§ **Assignment**
Please return all lines in the listing holding the word "send".

*** Source records

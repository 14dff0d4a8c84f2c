use anyhow::{Context, Result};
use reqwest::blocking::{Client, RequestBuilder};
use reqwest::header::{ACCEPT, HeaderValue};

use crate::client::{ApiClient, Request, Response};
use crate::config::Settings;
use crate::error::TransportError;
use crate::operation::BodyEncoding;

pub struct HttpClient {
    base_url: String,
    api_token: Option<String>,
    client: Client,
}

impl HttpClient {
    pub fn new(settings: &Settings) -> Result<Self> {
        let client = Client::builder()
            .user_agent(concat!("cloudapi-cli/", env!("CARGO_PKG_VERSION")))
            .timeout(settings.timeout)
            .build()
            .context("build http client")?;
        Ok(Self {
            base_url: settings.base_url.trim_end_matches('/').to_string(),
            api_token: settings.api_token.clone(),
            client,
        })
    }
}

impl ApiClient for HttpClient {
    fn send(&self, request: &Request) -> Result<Response, TransportError> {
        let url = format!("{}{}", self.base_url, request.path);
        let mut req = self
            .client
            .request(request.method.into(), url)
            .header(ACCEPT, HeaderValue::from_static("application/json"));
        if let Some(token) = &self.api_token {
            req = req.bearer_auth(token);
        }
        req = apply_query(req, &request.query);
        if let Some(body) = &request.body {
            req = match body.encoding {
                BodyEncoding::Json => req.json(&body.to_json()),
                BodyEncoding::Form => req.form(&body.to_form()),
            };
        }

        let resp = req.send().map_err(TransportError::Send)?;
        let status = resp.status().as_u16();
        let body = resp.text().map_err(TransportError::Read)?;
        Ok(Response { status, body })
    }
}

fn apply_query(req: RequestBuilder, query: &[(String, String)]) -> RequestBuilder {
    if query.is_empty() {
        return req;
    }
    req.query(query)
}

******

§ **Answer space**
    fn send(&self, request: &Request) -> Result<Response, TransportError> {
        let resp = req.send().map_err(TransportError::Send)?;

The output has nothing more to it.